Safeguarding the Development and Usage of Agentic AI Applications in the Enterprise Context
Monash University
Associate Supervisor: Dr Chetan Arora
Co-supervised with A/Prof. Chakkrit Tantithamthavorn · Dr Michael Fu (University of Melbourne) · Joey Chua
Research Project
The rapid adoption of Large Language Model (LLM)-powered software, and the usage of agentic AI coding agents, have drastically improved software development and operational efficiency in enterprise settings. However, these systems introduce new and complex security vulnerabilities across their lifecycle.

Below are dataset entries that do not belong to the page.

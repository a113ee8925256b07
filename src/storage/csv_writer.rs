//! Append-only CSV file of accepted signals

use super::SignalSink;
use crate::extraction::{EntryPrice, Signal};
use anyhow::{Context, Result};
use chrono::{DateTime, Duration, Utc};
use log::info;
use serde::Serialize;
use std::fs::{self, OpenOptions};
use std::path::{Path, PathBuf};

/// Column order of the output file
pub const FIELD_NAMES: [&str; 16] = [
    "message_id",
    "channel_id",
    "posted_at",
    "symbol",
    "direction",
    "entry_price",
    "entry_price_min",
    "entry_price_max",
    "stop_loss",
    "take_profit_1",
    "take_profit_2",
    "take_profit_3",
    "take_profit_4",
    "confidence_score",
    "notes",
    "extracted_at",
];

/// One CSV row; field order must match [`FIELD_NAMES`]
#[derive(Debug, Serialize)]
struct SignalRow<'a> {
    message_id: i64,
    channel_id: &'a str,
    posted_at: String,
    symbol: &'a str,
    direction: &'a str,
    entry_price: Option<f64>,
    entry_price_min: Option<f64>,
    entry_price_max: Option<f64>,
    stop_loss: Option<f64>,
    take_profit_1: Option<f64>,
    take_profit_2: Option<f64>,
    take_profit_3: Option<f64>,
    take_profit_4: Option<f64>,
    confidence_score: f64,
    notes: &'a str,
    extracted_at: String,
}

impl<'a> SignalRow<'a> {
    fn from_signal(signal: &'a Signal) -> Self {
        let (entry_price, entry_price_min, entry_price_max) = match signal.entry {
            EntryPrice::Single(price) => (Some(price), None, None),
            EntryPrice::Range { min, max } => (None, Some(min), Some(max)),
        };
        Self {
            message_id: signal.message_id,
            channel_id: &signal.channel_id,
            posted_at: signal.posted_at.to_rfc3339(),
            symbol: &signal.symbol,
            direction: signal.direction.as_str(),
            entry_price,
            entry_price_min,
            entry_price_max,
            stop_loss: signal.stop_loss,
            take_profit_1: signal.take_profit(1),
            take_profit_2: signal.take_profit(2),
            take_profit_3: signal.take_profit(3),
            take_profit_4: signal.take_profit(4),
            confidence_score: signal.confidence,
            notes: signal.notes.as_deref().unwrap_or(""),
            extracted_at: signal.extracted_at.to_rfc3339(),
        }
    }
}

/// Writes signals to a CSV file, one row per signal
#[derive(Debug, Clone)]
pub struct CsvSignalWriter {
    path: PathBuf,
}

impl CsvSignalWriter {
    /// Open (or create with header) the CSV file at `path`
    pub fn new(path: impl Into<PathBuf>) -> Result<Self> {
        let writer = Self { path: path.into() };
        if let Some(parent) = writer.path.parent().filter(|p| !p.as_os_str().is_empty()) {
            fs::create_dir_all(parent)
                .with_context(|| format!("failed to create {}", parent.display()))?;
        }
        if !writer.path.exists() {
            writer.write_header()?;
            info!("Created new CSV file with header: {}", writer.path.display());
        }
        info!("CSV writer initialized: {}", writer.path.display());
        Ok(writer)
    }

    pub fn path(&self) -> &Path {
        &self.path
    }

    fn write_header(&self) -> Result<()> {
        let mut wtr = csv::Writer::from_path(&self.path)
            .with_context(|| format!("failed to create {}", self.path.display()))?;
        wtr.write_record(FIELD_NAMES)?;
        wtr.flush()?;
        Ok(())
    }

    fn append_writer(&self) -> Result<csv::Writer<fs::File>> {
        let file = OpenOptions::new()
            .append(true)
            .open(&self.path)
            .with_context(|| format!("failed to open {}", self.path.display()))?;
        Ok(csv::WriterBuilder::new().has_headers(false).from_writer(file))
    }

    /// Number of data rows in the file
    pub fn signal_count(&self) -> Result<usize> {
        if !self.path.exists() {
            return Ok(0);
        }
        let mut rdr = csv::Reader::from_path(&self.path)
            .with_context(|| format!("failed to read {}", self.path.display()))?;
        let mut count = 0;
        for record in rdr.records() {
            record?;
            count += 1;
        }
        Ok(count)
    }

    /// Drop rows whose `extracted_at` is older than `max_age` before `now`
    ///
    /// Rows with an unreadable timestamp are dropped as well. Returns the number
    /// of rows removed.
    pub fn cleanup_old_records(&mut self, max_age: Duration, now: DateTime<Utc>) -> Result<usize> {
        if !self.path.exists() {
            return Ok(0);
        }
        let cutoff = now - max_age;

        let mut rdr = csv::Reader::from_path(&self.path)
            .with_context(|| format!("failed to read {}", self.path.display()))?;
        let column = rdr
            .headers()?
            .iter()
            .position(|name| name == "extracted_at")
            .context("CSV file has no extracted_at column")?;

        let mut kept = Vec::new();
        let mut removed = 0;
        for record in rdr.records() {
            let record = record?;
            let fresh = record
                .get(column)
                .and_then(|raw| DateTime::parse_from_rfc3339(raw).ok())
                .is_some_and(|ts| ts.with_timezone(&Utc) >= cutoff);
            if fresh {
                kept.push(record);
            } else {
                removed += 1;
            }
        }

        if removed > 0 {
            let mut wtr = csv::Writer::from_path(&self.path)?;
            wtr.write_record(FIELD_NAMES)?;
            for record in &kept {
                wtr.write_record(record)?;
            }
            wtr.flush()?;
            info!(
                "Cleaned up {} old records (older than {}h)",
                removed,
                max_age.num_hours()
            );
        }
        Ok(removed)
    }
}

impl SignalSink for CsvSignalWriter {
    fn write_signal(&mut self, signal: &Signal) -> Result<()> {
        let mut wtr = self.append_writer()?;
        wtr.serialize(SignalRow::from_signal(signal))
            .context("CSV write failed")?;
        wtr.flush()?;
        info!(
            "Wrote signal to CSV: {} {} (message_id: {})",
            signal.symbol, signal.direction, signal.message_id
        );
        Ok(())
    }
}

#[cfg(test)]
mod tests {
    use super::*;
    use crate::extraction::Direction;
    use chrono::TimeZone;

    fn signal(message_id: i64, extracted_at: DateTime<Utc>) -> Signal {
        Signal {
            message_id,
            channel_id: "garygoldlegacy".to_string(),
            posted_at: Utc.with_ymd_and_hms(2026, 1, 15, 9, 0, 0).unwrap(),
            symbol: "XAUUSD".to_string(),
            direction: Direction::Buy,
            entry: EntryPrice::from_pair(4930.0, 4925.0),
            stop_loss: Some(4922.0),
            take_profits: vec![4935.0, 4940.0],
            confidence: 1.0,
            notes: None,
            extracted_at,
        }
    }

    #[test]
    fn test_header_then_rows() {
        let dir = tempfile::tempdir().unwrap();
        let path = dir.path().join("nested/signals.csv");
        let mut writer = CsvSignalWriter::new(&path).unwrap();
        let now = Utc::now();
        writer.write_signal(&signal(1, now)).unwrap();
        writer.write_signal(&signal(2, now)).unwrap();
        writer.write_signal(&signal(3, now)).unwrap();

        assert_eq!(writer.signal_count().unwrap(), 3);

        let mut rdr = csv::Reader::from_path(&path).unwrap();
        let headers = rdr.headers().unwrap().clone();
        assert_eq!(headers.iter().collect::<Vec<_>>(), FIELD_NAMES.to_vec());
        let first = rdr.records().next().unwrap().unwrap();
        assert_eq!(&first[0], "1");
        assert_eq!(&first[4], "BUY");
        assert_eq!(&first[5], "");
        assert_eq!(&first[6], "4925.0");
        assert_eq!(&first[7], "4930.0");
        assert_eq!(&first[9], "4935.0");
        assert_eq!(&first[11], "");
    }

    #[test]
    fn test_reopen_does_not_duplicate_header() {
        let dir = tempfile::tempdir().unwrap();
        let path = dir.path().join("signals.csv");
        CsvSignalWriter::new(&path)
            .unwrap()
            .write_signal(&signal(1, Utc::now()))
            .unwrap();
        let writer = CsvSignalWriter::new(&path).unwrap();
        assert_eq!(writer.signal_count().unwrap(), 1);
    }

    #[test]
    fn test_cleanup_old_records() {
        let dir = tempfile::tempdir().unwrap();
        let mut writer = CsvSignalWriter::new(dir.path().join("signals.csv")).unwrap();
        let now = Utc.with_ymd_and_hms(2026, 1, 15, 20, 0, 0).unwrap();
        for (id, age) in [(1, 13), (2, 2), (3, 0)] {
            writer
                .write_signal(&signal(id, now - Duration::hours(age)))
                .unwrap();
        }

        let removed = writer.cleanup_old_records(Duration::hours(12), now).unwrap();
        assert_eq!(removed, 1);
        assert_eq!(writer.signal_count().unwrap(), 2);
        assert_eq!(writer.cleanup_old_records(Duration::hours(12), now).unwrap(), 0);
    }
}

Traditional LLM applications — such as chatbots — remain highly susceptible to runtime jailbreak attacks, while autonomous agents can face attacks hidden within the file system that influence an agent towards harmful executions. While the utility of these LLM-powered applications is immense, their inherent vulnerabilities, both through direct user interaction and engineer interaction during development, remain largely unknown to enterprise adopters.
This thesis aims to quantify and evaluate the risks associated with the development and usage of LLM applications and agentic AI, before proposing defensive measures to prevent such vulnerabilities from being exploited to compromise systems in the enterprise context. The work spans adaptive runtime guardrails, black-box testing methodologies for pre-trained models, and engineering secure RAG-based virtual assistants in practice.
Publications
Rui Yang, Michael Fu, Chakkrit Tantithamthavorn, Chetan Arora, Gunel Gulmammadova, and Joey Chua. ASE 2025. Introduces AdaptiveGuard, a framework for adaptive runtime safety monitoring of LLM-powered software systems, capable of detecting and responding to unsafe outputs in real time without requiring access to model internals.
Yang, Rui, Michael Fu, Chakkrit Tantithamthavorn, Chetan Arora, Lisa Vandenhurk, and Joey Chua. Journal of Systems and Software 226 (2025): 112436. Reports on a practical study of engineering RAG-based virtual assistants, examining real-world engineering challenges, design decisions, and lessons learned from deploying such systems in industry.